| PROBLEM DESCRIPTION |
Copy out each line of the material that includes the word "AgentArena".

--- RAW DATA Enclosed Below ---

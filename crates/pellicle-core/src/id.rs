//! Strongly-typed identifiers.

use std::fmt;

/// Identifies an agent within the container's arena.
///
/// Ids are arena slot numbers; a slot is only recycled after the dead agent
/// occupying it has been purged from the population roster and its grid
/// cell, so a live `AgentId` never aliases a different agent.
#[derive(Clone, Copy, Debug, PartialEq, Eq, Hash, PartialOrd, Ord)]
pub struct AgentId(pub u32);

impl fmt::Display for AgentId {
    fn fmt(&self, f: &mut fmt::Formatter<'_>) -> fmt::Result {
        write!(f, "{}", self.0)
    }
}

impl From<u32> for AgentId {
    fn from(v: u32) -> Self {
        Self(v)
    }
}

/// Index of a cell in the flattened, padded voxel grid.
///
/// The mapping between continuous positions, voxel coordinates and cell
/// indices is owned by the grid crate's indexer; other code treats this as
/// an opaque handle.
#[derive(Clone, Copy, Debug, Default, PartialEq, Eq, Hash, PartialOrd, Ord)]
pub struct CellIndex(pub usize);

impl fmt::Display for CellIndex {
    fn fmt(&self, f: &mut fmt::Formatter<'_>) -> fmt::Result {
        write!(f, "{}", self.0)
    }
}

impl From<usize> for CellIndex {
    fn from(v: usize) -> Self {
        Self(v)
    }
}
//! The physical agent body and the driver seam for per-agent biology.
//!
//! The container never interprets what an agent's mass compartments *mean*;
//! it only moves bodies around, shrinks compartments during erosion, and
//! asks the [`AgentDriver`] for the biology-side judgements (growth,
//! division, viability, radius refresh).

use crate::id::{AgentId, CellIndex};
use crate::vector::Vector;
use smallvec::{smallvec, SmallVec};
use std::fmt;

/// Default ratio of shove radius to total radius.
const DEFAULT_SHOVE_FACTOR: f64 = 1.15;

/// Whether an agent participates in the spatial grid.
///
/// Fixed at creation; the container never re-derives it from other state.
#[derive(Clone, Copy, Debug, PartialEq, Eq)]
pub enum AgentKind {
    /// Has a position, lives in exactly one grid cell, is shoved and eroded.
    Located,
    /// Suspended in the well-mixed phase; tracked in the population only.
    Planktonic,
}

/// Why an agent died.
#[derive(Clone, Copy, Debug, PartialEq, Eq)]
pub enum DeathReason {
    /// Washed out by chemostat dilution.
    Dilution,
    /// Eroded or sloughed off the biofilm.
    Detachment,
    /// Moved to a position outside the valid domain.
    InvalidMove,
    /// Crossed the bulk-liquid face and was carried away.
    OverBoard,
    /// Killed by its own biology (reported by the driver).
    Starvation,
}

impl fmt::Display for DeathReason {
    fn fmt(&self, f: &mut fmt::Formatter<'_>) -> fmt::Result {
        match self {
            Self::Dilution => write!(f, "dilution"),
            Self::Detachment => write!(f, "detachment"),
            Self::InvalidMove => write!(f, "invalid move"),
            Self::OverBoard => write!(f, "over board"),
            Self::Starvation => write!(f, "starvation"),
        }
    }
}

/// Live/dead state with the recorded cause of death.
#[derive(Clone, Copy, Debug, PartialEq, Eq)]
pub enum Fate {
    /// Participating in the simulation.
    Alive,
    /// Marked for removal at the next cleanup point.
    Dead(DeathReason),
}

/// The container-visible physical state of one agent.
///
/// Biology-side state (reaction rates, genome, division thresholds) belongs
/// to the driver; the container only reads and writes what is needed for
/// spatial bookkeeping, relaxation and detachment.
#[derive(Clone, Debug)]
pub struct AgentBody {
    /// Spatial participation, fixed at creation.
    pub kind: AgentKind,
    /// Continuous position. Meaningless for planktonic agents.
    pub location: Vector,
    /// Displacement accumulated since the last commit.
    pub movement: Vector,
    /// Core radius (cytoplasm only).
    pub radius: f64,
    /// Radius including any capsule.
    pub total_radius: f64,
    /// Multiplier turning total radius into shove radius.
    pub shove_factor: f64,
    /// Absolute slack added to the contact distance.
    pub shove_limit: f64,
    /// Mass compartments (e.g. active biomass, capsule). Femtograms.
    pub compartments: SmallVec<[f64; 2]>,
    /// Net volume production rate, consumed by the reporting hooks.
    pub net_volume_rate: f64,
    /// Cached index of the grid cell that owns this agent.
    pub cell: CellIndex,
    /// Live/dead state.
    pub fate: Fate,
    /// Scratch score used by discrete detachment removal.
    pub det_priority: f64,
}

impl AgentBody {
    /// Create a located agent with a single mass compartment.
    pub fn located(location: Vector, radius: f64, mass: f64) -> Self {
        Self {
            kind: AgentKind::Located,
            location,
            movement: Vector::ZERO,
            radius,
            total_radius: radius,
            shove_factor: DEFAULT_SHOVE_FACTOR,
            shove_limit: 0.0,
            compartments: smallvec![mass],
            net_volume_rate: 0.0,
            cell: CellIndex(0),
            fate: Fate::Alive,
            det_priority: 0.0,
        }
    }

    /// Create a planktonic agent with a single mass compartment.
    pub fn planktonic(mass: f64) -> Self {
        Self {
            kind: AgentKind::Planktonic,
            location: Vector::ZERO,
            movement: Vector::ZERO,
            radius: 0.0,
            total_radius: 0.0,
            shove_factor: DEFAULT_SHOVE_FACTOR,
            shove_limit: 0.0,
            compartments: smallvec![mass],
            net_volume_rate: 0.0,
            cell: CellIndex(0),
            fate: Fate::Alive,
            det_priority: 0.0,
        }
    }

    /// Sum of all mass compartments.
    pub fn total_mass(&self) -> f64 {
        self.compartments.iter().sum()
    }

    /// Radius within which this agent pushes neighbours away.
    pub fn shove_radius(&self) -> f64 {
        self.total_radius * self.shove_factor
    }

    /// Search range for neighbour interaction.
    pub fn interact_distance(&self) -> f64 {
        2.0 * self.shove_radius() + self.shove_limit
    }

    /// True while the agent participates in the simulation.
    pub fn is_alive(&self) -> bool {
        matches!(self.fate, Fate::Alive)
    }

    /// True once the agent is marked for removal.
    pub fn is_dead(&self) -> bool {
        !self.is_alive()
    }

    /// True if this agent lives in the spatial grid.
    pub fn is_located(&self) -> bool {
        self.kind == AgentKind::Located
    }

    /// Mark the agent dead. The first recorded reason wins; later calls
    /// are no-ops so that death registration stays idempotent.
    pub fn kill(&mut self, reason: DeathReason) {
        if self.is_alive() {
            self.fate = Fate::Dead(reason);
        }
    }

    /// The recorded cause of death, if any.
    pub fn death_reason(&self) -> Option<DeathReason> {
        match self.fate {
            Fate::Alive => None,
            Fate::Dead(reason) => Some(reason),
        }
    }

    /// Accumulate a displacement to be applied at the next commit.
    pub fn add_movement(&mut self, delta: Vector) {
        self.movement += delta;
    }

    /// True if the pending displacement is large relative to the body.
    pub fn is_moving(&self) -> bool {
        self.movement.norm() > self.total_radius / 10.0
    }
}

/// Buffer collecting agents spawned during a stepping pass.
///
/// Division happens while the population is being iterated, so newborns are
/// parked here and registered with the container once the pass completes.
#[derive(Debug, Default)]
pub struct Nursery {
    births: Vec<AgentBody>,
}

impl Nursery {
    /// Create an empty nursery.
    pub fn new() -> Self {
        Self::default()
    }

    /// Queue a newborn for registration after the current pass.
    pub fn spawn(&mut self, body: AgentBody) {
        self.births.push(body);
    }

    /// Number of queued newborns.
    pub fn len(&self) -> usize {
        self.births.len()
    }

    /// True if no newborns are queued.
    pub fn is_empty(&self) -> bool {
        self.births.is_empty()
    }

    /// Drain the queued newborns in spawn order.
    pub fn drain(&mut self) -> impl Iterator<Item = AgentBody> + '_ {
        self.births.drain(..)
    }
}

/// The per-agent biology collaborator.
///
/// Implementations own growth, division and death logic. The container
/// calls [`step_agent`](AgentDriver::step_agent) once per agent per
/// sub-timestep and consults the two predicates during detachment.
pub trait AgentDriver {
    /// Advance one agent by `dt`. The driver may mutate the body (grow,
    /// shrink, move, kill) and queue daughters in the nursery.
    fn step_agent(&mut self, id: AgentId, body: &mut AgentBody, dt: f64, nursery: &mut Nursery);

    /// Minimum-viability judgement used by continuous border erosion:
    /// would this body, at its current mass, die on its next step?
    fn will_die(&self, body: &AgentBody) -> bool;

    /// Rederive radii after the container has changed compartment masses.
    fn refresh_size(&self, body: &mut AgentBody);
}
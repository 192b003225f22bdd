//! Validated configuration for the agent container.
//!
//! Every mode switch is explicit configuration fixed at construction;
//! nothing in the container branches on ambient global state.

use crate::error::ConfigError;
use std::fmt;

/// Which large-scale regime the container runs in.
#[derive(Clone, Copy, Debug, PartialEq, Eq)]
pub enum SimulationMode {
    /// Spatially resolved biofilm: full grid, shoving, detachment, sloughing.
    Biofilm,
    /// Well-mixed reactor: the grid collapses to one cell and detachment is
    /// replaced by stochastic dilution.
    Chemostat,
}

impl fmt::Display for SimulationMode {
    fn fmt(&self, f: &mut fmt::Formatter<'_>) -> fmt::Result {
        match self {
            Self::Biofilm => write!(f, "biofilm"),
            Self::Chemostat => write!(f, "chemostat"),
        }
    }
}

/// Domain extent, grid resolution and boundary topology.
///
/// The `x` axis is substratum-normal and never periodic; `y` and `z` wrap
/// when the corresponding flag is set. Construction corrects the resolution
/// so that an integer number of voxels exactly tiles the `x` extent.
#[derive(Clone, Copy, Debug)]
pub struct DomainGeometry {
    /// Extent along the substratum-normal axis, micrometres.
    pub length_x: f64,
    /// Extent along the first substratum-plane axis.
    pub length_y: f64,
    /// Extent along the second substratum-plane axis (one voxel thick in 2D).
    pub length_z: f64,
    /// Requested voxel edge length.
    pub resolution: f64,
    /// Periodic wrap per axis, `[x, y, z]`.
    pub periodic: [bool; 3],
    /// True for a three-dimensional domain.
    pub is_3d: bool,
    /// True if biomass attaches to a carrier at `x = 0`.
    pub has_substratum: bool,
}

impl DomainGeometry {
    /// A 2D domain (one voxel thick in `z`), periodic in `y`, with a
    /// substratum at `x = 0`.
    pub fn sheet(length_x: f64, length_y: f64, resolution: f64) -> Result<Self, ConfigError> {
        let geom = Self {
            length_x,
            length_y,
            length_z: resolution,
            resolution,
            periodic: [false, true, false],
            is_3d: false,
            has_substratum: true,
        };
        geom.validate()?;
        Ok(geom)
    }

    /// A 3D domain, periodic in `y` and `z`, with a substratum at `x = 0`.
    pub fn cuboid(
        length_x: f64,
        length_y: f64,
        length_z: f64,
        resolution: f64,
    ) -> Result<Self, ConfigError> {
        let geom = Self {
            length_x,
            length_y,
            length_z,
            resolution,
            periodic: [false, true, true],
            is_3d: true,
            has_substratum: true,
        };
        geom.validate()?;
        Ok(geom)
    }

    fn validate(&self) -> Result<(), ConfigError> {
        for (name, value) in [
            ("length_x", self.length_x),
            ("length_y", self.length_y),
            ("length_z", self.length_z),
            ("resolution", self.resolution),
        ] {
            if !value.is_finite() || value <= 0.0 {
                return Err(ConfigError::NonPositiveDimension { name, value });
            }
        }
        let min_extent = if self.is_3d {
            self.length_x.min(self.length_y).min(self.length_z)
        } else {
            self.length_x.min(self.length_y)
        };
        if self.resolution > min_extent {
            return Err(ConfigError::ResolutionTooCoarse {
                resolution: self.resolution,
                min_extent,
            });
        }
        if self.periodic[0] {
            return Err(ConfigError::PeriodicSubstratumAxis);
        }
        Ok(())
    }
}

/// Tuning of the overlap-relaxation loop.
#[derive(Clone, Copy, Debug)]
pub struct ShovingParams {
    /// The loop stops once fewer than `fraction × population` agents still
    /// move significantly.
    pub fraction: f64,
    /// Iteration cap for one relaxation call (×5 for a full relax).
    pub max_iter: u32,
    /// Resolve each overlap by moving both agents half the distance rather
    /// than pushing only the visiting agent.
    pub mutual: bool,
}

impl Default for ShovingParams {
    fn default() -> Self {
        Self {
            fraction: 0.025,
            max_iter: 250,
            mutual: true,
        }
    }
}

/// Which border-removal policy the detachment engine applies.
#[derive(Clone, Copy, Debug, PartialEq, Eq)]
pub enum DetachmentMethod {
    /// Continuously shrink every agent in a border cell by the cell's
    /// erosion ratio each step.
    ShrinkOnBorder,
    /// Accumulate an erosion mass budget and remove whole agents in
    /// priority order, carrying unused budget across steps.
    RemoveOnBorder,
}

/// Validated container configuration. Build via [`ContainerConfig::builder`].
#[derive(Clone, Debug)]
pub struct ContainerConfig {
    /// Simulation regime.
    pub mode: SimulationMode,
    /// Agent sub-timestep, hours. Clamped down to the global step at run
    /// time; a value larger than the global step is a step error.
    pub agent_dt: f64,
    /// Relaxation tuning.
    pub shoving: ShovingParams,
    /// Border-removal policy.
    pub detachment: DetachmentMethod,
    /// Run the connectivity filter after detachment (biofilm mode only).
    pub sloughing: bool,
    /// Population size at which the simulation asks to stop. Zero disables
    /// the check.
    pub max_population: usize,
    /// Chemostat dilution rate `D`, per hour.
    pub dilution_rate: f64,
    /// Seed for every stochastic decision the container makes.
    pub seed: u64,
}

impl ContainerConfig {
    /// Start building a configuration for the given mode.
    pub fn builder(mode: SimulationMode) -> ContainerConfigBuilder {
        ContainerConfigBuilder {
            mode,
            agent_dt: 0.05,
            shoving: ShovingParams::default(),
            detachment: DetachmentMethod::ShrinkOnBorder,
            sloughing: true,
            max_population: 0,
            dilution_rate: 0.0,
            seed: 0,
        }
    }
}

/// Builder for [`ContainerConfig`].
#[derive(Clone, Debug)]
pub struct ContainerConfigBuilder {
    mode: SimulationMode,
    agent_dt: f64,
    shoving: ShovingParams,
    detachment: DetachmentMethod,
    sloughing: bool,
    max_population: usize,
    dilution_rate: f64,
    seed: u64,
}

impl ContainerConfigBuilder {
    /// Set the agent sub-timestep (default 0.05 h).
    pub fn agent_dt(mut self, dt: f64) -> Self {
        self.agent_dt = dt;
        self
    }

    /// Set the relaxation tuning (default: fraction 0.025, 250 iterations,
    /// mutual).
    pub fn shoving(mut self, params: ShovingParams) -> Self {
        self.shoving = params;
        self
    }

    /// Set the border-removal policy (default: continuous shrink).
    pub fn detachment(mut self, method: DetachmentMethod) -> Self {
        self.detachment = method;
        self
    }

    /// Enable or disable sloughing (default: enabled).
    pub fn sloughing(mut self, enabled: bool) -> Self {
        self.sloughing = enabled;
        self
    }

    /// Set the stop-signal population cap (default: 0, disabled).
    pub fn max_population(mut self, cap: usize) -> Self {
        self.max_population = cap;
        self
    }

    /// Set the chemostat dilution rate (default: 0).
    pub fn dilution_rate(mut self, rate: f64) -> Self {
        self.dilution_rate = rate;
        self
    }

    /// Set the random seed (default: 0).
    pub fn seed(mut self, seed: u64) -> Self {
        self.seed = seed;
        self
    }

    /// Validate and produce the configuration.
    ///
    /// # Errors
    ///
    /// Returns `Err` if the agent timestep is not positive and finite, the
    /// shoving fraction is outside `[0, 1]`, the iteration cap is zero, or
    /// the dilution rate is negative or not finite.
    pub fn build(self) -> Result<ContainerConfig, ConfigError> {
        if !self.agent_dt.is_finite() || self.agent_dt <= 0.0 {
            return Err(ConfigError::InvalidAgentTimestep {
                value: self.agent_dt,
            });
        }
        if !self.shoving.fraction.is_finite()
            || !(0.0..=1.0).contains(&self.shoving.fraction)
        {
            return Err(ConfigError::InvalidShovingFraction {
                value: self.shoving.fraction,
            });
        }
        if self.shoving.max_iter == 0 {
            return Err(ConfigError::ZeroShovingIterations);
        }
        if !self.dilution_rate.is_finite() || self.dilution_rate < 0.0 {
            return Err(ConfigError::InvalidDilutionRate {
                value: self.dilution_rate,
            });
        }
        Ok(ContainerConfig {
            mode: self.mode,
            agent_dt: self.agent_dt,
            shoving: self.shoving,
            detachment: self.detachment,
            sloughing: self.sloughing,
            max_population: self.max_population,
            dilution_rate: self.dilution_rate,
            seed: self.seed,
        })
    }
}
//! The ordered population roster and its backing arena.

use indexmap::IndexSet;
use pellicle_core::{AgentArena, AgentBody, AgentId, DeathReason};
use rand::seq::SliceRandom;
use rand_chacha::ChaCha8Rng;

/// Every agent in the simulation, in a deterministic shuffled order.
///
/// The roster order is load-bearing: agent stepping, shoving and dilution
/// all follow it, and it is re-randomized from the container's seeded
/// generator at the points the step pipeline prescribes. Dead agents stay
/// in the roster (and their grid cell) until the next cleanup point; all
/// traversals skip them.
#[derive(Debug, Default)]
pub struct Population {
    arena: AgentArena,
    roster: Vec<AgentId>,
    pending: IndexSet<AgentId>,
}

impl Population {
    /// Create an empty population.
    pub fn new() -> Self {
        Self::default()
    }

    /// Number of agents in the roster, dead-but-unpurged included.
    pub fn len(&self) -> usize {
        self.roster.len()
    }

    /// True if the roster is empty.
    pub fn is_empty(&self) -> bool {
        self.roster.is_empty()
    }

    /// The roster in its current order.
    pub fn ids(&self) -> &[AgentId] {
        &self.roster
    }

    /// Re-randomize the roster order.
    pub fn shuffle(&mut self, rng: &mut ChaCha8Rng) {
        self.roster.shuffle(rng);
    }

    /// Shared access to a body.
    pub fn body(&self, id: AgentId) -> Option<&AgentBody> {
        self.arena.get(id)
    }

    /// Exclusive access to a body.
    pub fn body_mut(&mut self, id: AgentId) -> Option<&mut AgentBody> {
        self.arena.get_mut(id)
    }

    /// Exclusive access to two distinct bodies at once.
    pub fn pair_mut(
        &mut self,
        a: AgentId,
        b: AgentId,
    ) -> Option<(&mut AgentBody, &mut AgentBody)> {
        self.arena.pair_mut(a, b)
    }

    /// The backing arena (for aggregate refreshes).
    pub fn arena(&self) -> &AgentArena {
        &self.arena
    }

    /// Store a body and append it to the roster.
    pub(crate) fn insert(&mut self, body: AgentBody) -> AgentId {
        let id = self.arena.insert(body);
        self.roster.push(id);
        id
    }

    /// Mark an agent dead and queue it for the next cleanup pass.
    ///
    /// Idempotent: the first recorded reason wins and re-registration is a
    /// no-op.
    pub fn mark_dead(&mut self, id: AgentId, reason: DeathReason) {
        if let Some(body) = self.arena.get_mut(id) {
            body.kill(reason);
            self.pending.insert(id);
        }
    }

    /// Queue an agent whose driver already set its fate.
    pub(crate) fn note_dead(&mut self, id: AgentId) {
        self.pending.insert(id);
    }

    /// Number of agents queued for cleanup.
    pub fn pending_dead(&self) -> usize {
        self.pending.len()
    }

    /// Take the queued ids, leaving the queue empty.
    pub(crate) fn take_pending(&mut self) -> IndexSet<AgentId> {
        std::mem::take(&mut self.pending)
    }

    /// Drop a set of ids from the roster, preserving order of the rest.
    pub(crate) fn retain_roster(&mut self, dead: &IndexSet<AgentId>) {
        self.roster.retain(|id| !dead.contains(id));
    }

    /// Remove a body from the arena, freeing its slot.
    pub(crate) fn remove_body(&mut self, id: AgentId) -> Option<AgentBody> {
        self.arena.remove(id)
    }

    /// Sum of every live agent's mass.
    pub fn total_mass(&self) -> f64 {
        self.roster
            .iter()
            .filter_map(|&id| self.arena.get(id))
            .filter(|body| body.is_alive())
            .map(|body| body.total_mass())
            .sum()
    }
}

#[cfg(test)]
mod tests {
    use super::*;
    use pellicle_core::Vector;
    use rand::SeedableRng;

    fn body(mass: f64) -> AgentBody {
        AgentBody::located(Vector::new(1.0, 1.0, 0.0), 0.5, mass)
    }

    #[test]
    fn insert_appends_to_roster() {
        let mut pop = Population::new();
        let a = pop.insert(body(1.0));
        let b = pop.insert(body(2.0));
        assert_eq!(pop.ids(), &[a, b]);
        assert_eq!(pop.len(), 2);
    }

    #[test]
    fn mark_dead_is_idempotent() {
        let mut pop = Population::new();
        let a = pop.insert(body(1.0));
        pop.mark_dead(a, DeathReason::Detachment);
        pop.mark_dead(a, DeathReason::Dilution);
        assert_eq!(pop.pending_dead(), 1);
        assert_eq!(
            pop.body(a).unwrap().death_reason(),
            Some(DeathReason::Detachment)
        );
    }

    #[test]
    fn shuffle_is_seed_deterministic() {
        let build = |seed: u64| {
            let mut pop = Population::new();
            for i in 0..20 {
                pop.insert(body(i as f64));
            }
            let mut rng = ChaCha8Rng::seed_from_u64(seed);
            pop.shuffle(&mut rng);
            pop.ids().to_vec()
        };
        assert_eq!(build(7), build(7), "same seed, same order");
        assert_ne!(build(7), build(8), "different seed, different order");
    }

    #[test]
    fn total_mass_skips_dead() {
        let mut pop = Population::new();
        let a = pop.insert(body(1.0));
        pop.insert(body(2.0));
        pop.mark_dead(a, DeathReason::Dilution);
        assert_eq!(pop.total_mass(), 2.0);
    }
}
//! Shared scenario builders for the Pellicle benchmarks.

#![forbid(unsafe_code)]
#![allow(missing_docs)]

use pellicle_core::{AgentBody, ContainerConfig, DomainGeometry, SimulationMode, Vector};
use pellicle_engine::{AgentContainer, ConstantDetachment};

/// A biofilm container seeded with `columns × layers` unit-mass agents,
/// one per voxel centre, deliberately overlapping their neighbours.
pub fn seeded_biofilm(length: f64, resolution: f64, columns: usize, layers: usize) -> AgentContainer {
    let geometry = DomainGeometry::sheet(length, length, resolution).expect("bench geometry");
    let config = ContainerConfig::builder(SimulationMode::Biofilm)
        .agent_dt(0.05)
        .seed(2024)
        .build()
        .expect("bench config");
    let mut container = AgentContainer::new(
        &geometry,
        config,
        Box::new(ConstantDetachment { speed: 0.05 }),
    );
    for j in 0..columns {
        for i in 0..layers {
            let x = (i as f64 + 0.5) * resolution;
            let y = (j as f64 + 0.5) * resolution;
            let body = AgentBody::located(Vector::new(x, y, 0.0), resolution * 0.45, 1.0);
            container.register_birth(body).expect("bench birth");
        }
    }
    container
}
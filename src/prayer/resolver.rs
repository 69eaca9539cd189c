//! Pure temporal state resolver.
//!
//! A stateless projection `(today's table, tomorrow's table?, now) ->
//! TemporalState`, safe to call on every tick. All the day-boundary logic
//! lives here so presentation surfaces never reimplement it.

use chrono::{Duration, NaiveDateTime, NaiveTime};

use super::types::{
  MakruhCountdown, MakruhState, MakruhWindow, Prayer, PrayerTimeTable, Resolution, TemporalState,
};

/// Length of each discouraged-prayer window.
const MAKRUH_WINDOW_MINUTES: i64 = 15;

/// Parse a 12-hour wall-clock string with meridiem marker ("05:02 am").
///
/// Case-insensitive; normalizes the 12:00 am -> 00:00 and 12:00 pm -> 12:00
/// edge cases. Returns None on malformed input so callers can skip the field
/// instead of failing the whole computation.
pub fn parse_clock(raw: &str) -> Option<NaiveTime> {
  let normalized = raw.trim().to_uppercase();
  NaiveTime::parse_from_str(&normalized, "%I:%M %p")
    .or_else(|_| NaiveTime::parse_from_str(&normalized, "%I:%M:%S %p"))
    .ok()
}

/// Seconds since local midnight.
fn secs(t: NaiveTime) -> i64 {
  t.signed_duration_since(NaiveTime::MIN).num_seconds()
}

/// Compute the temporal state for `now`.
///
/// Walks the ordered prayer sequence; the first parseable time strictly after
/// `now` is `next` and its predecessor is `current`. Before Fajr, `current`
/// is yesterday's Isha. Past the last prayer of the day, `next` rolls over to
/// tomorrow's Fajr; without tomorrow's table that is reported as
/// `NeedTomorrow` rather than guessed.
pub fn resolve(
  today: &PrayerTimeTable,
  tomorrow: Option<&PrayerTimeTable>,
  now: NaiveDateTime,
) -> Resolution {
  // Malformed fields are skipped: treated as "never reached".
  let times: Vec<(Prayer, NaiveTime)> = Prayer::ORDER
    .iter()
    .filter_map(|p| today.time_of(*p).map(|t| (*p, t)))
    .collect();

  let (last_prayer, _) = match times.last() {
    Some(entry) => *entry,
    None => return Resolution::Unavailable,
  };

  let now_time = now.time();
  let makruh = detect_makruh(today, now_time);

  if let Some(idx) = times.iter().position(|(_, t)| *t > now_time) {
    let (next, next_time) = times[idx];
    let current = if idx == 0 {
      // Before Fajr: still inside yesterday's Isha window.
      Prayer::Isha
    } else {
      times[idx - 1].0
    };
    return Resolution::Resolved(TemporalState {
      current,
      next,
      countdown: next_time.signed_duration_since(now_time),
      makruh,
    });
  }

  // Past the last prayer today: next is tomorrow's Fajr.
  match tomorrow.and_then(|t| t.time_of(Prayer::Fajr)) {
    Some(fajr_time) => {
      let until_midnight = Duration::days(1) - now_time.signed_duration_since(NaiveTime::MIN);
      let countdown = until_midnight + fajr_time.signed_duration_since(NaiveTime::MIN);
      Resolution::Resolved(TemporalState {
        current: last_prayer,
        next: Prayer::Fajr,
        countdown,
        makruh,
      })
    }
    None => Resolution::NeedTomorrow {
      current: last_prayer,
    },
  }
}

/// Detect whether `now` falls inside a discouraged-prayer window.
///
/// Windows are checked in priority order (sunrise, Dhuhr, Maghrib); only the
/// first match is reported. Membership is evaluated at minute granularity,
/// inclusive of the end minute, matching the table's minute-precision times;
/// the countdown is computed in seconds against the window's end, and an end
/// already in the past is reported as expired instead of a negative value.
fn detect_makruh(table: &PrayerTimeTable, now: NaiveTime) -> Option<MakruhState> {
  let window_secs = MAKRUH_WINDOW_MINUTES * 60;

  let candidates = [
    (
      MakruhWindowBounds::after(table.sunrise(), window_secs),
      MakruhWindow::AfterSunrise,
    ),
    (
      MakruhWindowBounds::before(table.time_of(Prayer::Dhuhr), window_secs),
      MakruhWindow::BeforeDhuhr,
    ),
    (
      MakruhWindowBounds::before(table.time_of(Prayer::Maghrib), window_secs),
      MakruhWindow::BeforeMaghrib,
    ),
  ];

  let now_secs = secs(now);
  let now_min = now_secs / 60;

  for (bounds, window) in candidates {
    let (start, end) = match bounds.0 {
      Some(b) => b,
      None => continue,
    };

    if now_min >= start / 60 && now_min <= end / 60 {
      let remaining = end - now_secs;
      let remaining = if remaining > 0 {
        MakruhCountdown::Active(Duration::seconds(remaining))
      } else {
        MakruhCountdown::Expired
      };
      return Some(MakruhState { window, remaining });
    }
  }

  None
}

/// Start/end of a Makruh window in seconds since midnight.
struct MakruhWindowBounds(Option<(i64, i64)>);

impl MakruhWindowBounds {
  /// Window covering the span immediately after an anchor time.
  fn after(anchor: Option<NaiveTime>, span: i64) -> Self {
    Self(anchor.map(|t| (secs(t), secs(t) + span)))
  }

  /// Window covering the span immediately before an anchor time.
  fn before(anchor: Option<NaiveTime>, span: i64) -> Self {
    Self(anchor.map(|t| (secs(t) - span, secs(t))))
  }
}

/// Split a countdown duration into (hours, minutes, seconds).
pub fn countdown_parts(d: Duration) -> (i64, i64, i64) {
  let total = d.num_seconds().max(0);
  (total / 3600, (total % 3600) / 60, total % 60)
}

--- End of Enclosed RAW DATA ---

| EXERCISE SOLUTION |
use pellicle_core::{AgentArena, AgentBody, AgentId, DeathReason};
    arena: AgentArena,
    pub fn arena(&self) -> &AgentArena {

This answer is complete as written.